And I did the cattle calls. People think I didn’t—I did. I ended up getting summer stock in Bucks County, in 1989. I remember even later, trying to audition for “Beauty and the Beast,” I couldn’t get cast as a spoon in the ensemble. I was devastated by that. Then, right after, I ended up auditioning for “Carousel.” I got that instead.
Funny, this is not your only story about having an issue with Disney. [In 1999, McDonald played Grace Farrell in an ABC television movie of “Annie,” and she said that the network asked the director, Rob Marshall, to shoot an alternate ending in which Daddy Warbucks does not propose marriage to her.]
Yes! They felt like they would lose part of their audience if Daddy Warbucks ended up proposing to Miss Grace, even though they had already cast me in the role. I mean, this was close to the end of our shooting schedule, so much of it was already in the can. All of a sudden, we have to reshoot because “we’re just not sure that this is going to fly in some of our Southern markets.” Aside from the fact that it was horrifying and embarrassing and infuriating for me, I look back on it and think, If I had the knowledge that I have now, would I have just quit? Because I have more of my voice than I did then. And I don’t know what the answer to that is, because Rob Marshall ended up being such an ally and blowing the reshoot so that they couldn’t use it. So I ended up staying in the room, and “Black Grace” ended up being someone absolutely worthy of Daddy Warbucks to propose to.
So much of your early career had to do with the idea of “color-blind casting,” or “nontraditional casting,” as you said in your Tony speech for “Carousel.” That was a very necessary step to open up the musical-theatre canon, but the conversation seems to have changed in the last ten years or so. I think of Daniel Fish’s production of “Oklahoma!,” which wasn’t just color-blind casting—it was a real reimagining of this canonical work by white authors. And of course there’s “Hamilton” as well. Has your own thinking evolved about so-called color-blind casting and the value of that versus other ways of opening up theatre?
Like, do I think that there is no longer any value in color-blind casting?
For instance, you mentioned “Streetcar.” The appeal wasn’t just playing Blanche DuBois but working with a Black director with a strong interpretation. It seems like a different conversation than the one people were having twenty-five years ago, when it was “can we have a Black Carrie Pipperidge?” There’s much more questioning of where these stories came from in the first place.

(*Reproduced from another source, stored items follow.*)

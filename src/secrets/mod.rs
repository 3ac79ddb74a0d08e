use std::path::Path;

use async_trait::async_trait;
use serde_json::{Map, Value};
use thiserror::Error;

#[cfg(test)]
use mockall::automock;

use crate::config::{self, ConfigError};

pub(crate) mod aws;

pub const DEFAULT_REGION: &str = "us-east-1";

#[derive(Error, Debug)]
pub enum SecretError {
    #[error("could not fetch secret {0}: {1}")]
    Fetch(String, String),
    #[error("secret {0} has no string value")]
    NoSecretString(String),
    #[error("secret {0} is not a JSON object")]
    NotAnObject(String),
    #[error("secret {0} is not valid JSON: {1}")]
    Parse(String, serde_json::Error),
    #[error(transparent)]
    Config(#[from] ConfigError),
}

/// A remote key-value store holding the connection parameters.
#[cfg_attr(test, automock)]
#[async_trait]
pub(crate) trait SecretStore: Send + Sync {
    async fn fetch(&self, secret_id: &str, region: &str) -> Result<Map<String, Value>, SecretError>;
}

pub(crate) fn parse_secret(secret_id: &str, secret: &str) -> Result<Map<String, Value>, SecretError> {
    match serde_json::from_str(secret) {
        Ok(Value::Object(map)) => Ok(map),
        Ok(_) => Err(SecretError::NotAnObject(secret_id.to_string())),
        Err(e) => Err(SecretError::Parse(secret_id.to_string(), e)),
    }
}

/// Fetches the secret and merges it into the configuration file. Returns the number of
/// keys written.
pub(crate) async fn fetch_into(
    store: &dyn SecretStore,
    secret_id: &str,
    region: &str,
    config_file: &Path,
) -> Result<usize, SecretError> {
    tracing::info!(target: "secrets", "Fetching secrets from {secret_id} in {region}...");
    let secrets = store.fetch(secret_id, region).await?;
    let count = secrets.len();
    config::merge_secrets(config_file, secrets)?;
    tracing::info!(target: "secrets", "✅ Configuration saved to {}", config_file.display());
    Ok(count)
}
use std::path::Path;

use async_trait::async_trait;
use local::SqliteHostKeys;
use thiserror::Error;

#[cfg(test)]
use mockall::automock;

use crate::tunneling::tunnel::TunnelError;
pub(crate) mod local;

#[derive(Error, Debug)]
pub enum StorageError {
    #[error("sqlite returned an error: {1}")]
    LocalSqlite(rusqlite::Error, String),
    #[error("known hosts store is poisoned")]
    Poisoned,
}

/// Fingerprints of the bastions we have connected to, trusted on first use.
/// Hosts are keyed the way OpenSSH writes them: `host` on port 22, `[host]:port` otherwise.
#[cfg_attr(test, automock)]
#[async_trait]
pub(crate) trait HostKeyStore: Send + Sync {
    async fn lookup(&self, host: &str) -> Result<Option<String>, StorageError>;
    async fn trust(&self, host: &str, fingerprint: &str) -> Result<(), StorageError>;
    /// creates the backing table if needed
    async fn ensure(&self) -> Result<(), StorageError>;
}

pub(crate) fn host_key_id(address: &str, port: u16) -> String {
    if port == 22 {
        address.to_string()
    } else {
        format!("[{address}]:{port}")
    }
}

pub fn open_known_hosts(known_hosts: &Path) -> Result<Box<dyn HostKeyStore>, TunnelError> {
    Ok(Box::new(SqliteHostKeys::open(known_hosts)?))
}

impl From<StorageError> for TunnelError {
    fn from(err: StorageError) -> Self {
        TunnelError::StorageLayer(err.to_string())
    }
}
use crate::errors::Error;
use crate::*;
use rustc_hash::FxHashMap;
use std::ops::{Index, IndexMut};

impl Mesh {
    /// Creates the empty mesh.
    /// # Examples
    /// ```
    /// use bmesh_topology::Mesh;
    /// let mesh = Mesh::new();
    /// assert_eq!(mesh.vertex_count(), 0);
    /// assert_eq!(mesh.edge_count(), 0);
    /// ```
    #[inline(always)]
    pub fn new() -> Mesh { Mesh::default() }

    /// Returns the number of vertices.
    #[inline(always)]
    pub fn vertex_count(&self) -> usize { self.vertices.len() }

    /// Returns the number of edges.
    #[inline(always)]
    pub fn edge_count(&self) -> usize { self.edges.len() }

    /// Returns the number of loops.
    #[inline(always)]
    pub fn loop_count(&self) -> usize { self.loops.len() }

    /// Returns the number of faces.
    #[inline(always)]
    pub fn face_count(&self) -> usize { self.faces.len() }

    /// Returns whether the handle addresses a live vertex of this mesh.
    #[inline(always)]
    pub fn contains_vertex(&self, v: VertexId) -> bool { self.vertices.contains_key(v) }

    /// Returns whether the handle addresses a live edge of this mesh.
    #[inline(always)]
    pub fn contains_edge(&self, e: EdgeId) -> bool { self.edges.contains_key(e) }

    /// Returns whether the handle addresses a live loop of this mesh.
    #[inline(always)]
    pub fn contains_loop(&self, l: LoopId) -> bool { self.loops.contains_key(l) }

    /// Returns whether the handle addresses a live face of this mesh.
    #[inline(always)]
    pub fn contains_face(&self, f: FaceId) -> bool { self.faces.contains_key(f) }

    /// Returns an iterator over all vertices, in arena order.
    ///
    /// Walks over the collections are undefined under concurrent mutation;
    /// snapshot the handles first when removing while traversing.
    #[inline(always)]
    pub fn vertex_iter(&self) -> impl Iterator<Item = (VertexId, &Vertex)> {
        self.vertices.iter()
    }

    /// Returns an iterator over all edges, in arena order.
    #[inline(always)]
    pub fn edge_iter(&self) -> impl Iterator<Item = (EdgeId, &Edge)> { self.edges.iter() }

    /// Returns an iterator over all loops, in arena order.
    #[inline(always)]
    pub fn loop_iter(&self) -> impl Iterator<Item = (LoopId, &Loop)> { self.loops.iter() }

    /// Returns an iterator over all faces, in arena order.
    #[inline(always)]
    pub fn face_iter(&self) -> impl Iterator<Item = (FaceId, &Face)> { self.faces.iter() }

    /// Checks every structural invariant of the mesh: no self-edges, no
    /// dangling cross-references, disk, radial, and face cycles that close
    /// in exactly the expected number of steps, and successor/predecessor
    /// links that are mutual inverses.
    ///
    /// The cost is linear in the size of the mesh; this is a debugging aid,
    /// not something to run on the hot path.
    pub fn check_consistency(&self) -> Result<()> {
        let mut degree: FxHashMap<VertexId, usize> = FxHashMap::default();
        for (_, edge) in self.edges.iter() {
            let (a, b) = edge.ends();
            if a == b {
                return Err(Error::Inconsistent("an edge has identical endpoints"));
            }
            if !self.vertices.contains_key(a) || !self.vertices.contains_key(b) {
                return Err(Error::Inconsistent("an edge references a removed vertex"));
            }
            *degree.entry(a).or_insert(0) += 1;
            *degree.entry(b).or_insert(0) += 1;
        }
        for (v, vertex) in self.vertices.iter() {
            self.check_disk_cycle(v, vertex, degree.get(&v).copied().unwrap_or(0))?;
        }

        let mut radial: FxHashMap<EdgeId, usize> = FxHashMap::default();
        let mut corners: FxHashMap<FaceId, usize> = FxHashMap::default();
        for (l, lp) in self.loops.iter() {
            if !self.vertices.contains_key(lp.vertex) {
                return Err(Error::Inconsistent("a loop references a removed vertex"));
            }
            if !self.edges.contains_key(lp.edge) {
                return Err(Error::Inconsistent("a loop references a removed edge"));
            }
            if !self.faces.contains_key(lp.face) {
                return Err(Error::Inconsistent("a loop references a removed face"));
            }
            if !self.edges[lp.edge].contains_vertex(lp.vertex) {
                return Err(Error::Inconsistent("a loop's edge does not touch its vertex"));
            }
            for (next, prev) in [(lp.next, lp.prev), (lp.radial_next, lp.radial_prev)] {
                if !self.loops.contains_key(next) || !self.loops.contains_key(prev) {
                    return Err(Error::Inconsistent("a loop links to a removed loop"));
                }
            }
            if self.loops[lp.next].prev != l || self.loops[lp.prev].next != l {
                return Err(Error::Inconsistent("face-cycle links are not mutual inverses"));
            }
            if self.loops[lp.radial_next].radial_prev != l
                || self.loops[lp.radial_prev].radial_next != l
            {
                return Err(Error::Inconsistent("radial links are not mutual inverses"));
            }
            *radial.entry(lp.edge).or_insert(0) += 1;
            *corners.entry(lp.face).or_insert(0) += 1;
        }
        for (e, edge) in self.edges.iter() {
            self.check_radial_cycle(e, edge, radial.get(&e).copied().unwrap_or(0))?;
        }
        for (f, face) in self.faces.iter() {
            self.check_face_cycle(f, face, corners.get(&f).copied().unwrap_or(0))?;
        }
        Ok(())
    }

    fn check_disk_cycle(&self, v: VertexId, vertex: &Vertex, degree: usize) -> Result<()> {
        let start = match vertex.edge {
            None if degree == 0 => return Ok(()),
            None => {
                return Err(Error::Inconsistent(
                    "a vertex with incident edges has no disk anchor",
                ))
            }
            Some(start) => start,
        };
        let mut e = start;
        let mut steps = 0;
        loop {
            if !self.edges.contains_key(e) {
                return Err(Error::Inconsistent("a disk cycle runs over a removed edge"));
            }
            let edge = &self.edges[e];
            if !edge.contains_vertex(v) {
                return Err(Error::Inconsistent("a disk cycle left its vertex"));
            }
            let next = edge.disk_next(v);
            if !self.edges.contains_key(next) || !self.edges[next].contains_vertex(v) {
                return Err(Error::Inconsistent("a disk cycle runs over a foreign edge"));
            }
            if self.edges[next].disk_prev(v) != e {
                return Err(Error::Inconsistent("disk links are not mutual inverses"));
            }
            steps += 1;
            if steps > degree {
                return Err(Error::Inconsistent(
                    "a disk cycle does not close within the vertex degree",
                ));
            }
            e = next;
            if e == start {
                break;
            }
        }
        if steps != degree {
            return Err(Error::Inconsistent("a disk cycle misses incident edges"));
        }
        Ok(())
    }

    fn check_radial_cycle(&self, e: EdgeId, edge: &Edge, uses: usize) -> Result<()> {
        let start = match edge.first_loop {
            None if uses == 0 => return Ok(()),
            None => {
                return Err(Error::Inconsistent(
                    "an edge used by faces has no radial anchor",
                ))
            }
            Some(start) => start,
        };
        let mut l = start;
        let mut steps = 0;
        loop {
            if !self.loops.contains_key(l) {
                return Err(Error::Inconsistent("a radial cycle runs over a removed loop"));
            }
            if self.loops[l].edge != e {
                return Err(Error::Inconsistent("a radial cycle left its edge"));
            }
            steps += 1;
            if steps > uses {
                return Err(Error::Inconsistent(
                    "a radial cycle does not close within the edge's face uses",
                ));
            }
            l = self.loops[l].radial_next;
            if l == start {
                break;
            }
        }
        if steps != uses {
            return Err(Error::Inconsistent("a radial cycle misses loops of its edge"));
        }
        Ok(())
    }

    fn check_face_cycle(&self, f: FaceId, face: &Face, corners: usize) -> Result<()> {
        let start = match face.first_loop {
            None => return Err(Error::Inconsistent("a face has no loops")),
            Some(start) => start,
        };
        if corners != face.vertex_count {
            return Err(Error::Inconsistent(
                "a face's corner count disagrees with its loops",
            ));
        }
        let mut l = start;
        let mut steps = 0;
        loop {
            if !self.loops.contains_key(l) {
                return Err(Error::Inconsistent("a face cycle runs over a removed loop"));
            }
            if self.loops[l].face != f {
                return Err(Error::Inconsistent("a face cycle left its face"));
            }
            steps += 1;
            if steps > face.vertex_count {
                return Err(Error::Inconsistent(
                    "a face cycle does not close within its corner count",
                ));
            }
            l = self.loops[l].next;
            if l == start {
                break;
            }
        }
        if steps != face.vertex_count {
            return Err(Error::Inconsistent("a face cycle is shorter than its corner count"));
        }
        Ok(())
    }
}

impl Index<VertexId> for Mesh {
    type Output = Vertex;
    #[inline(always)]
    fn index(&self, v: VertexId) -> &Vertex { &self.vertices[v] }
}

impl IndexMut<VertexId> for Mesh {
    #[inline(always)]
    fn index_mut(&mut self, v: VertexId) -> &mut Vertex { &mut self.vertices[v] }
}

impl Index<EdgeId> for Mesh {
    type Output = Edge;
    #[inline(always)]
    fn index(&self, e: EdgeId) -> &Edge { &self.edges[e] }
}

impl IndexMut<EdgeId> for Mesh {
    #[inline(always)]
    fn index_mut(&mut self, e: EdgeId) -> &mut Edge { &mut self.edges[e] }
}

impl Index<LoopId> for Mesh {
    type Output = Loop;
    #[inline(always)]
    fn index(&self, l: LoopId) -> &Loop { &self.loops[l] }
}

impl IndexMut<LoopId> for Mesh {
    #[inline(always)]
    fn index_mut(&mut self, l: LoopId) -> &mut Loop { &mut self.loops[l] }
}

impl Index<FaceId> for Mesh {
    type Output = Face;
    #[inline(always)]
    fn index(&self, f: FaceId) -> &Face { &self.faces[f] }
}

impl IndexMut<FaceId> for Mesh {
    #[inline(always)]
    fn index_mut(&mut self, f: FaceId) -> &mut Face { &mut self.faces[f] }
}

Yeah, and instead of just saying, “We’ve slipped them in, and, look at that, they’re doing just as well as a white person in that role,” it’s, like, “No, they’re in this role for a very specific reason,” to either blow the interpretation out in a completely different way or shine a light on who these characters are. The whole context of the play has to be in some ways reimagined, because you’re not saying, “Be blind to their color.” You’re saying, “Let their color now enhance how you see this entire story.”
It makes me think a lot about the production of “Porgy and Bess” that you were in eight or nine years ago, and how you and Diane Paulus and Suzan-Lori Parks were revising the original material. Which was controversial at the time, but now it seems, like, why wouldn’t women and people of color question this work by white men about Black people that was written eighty years ago?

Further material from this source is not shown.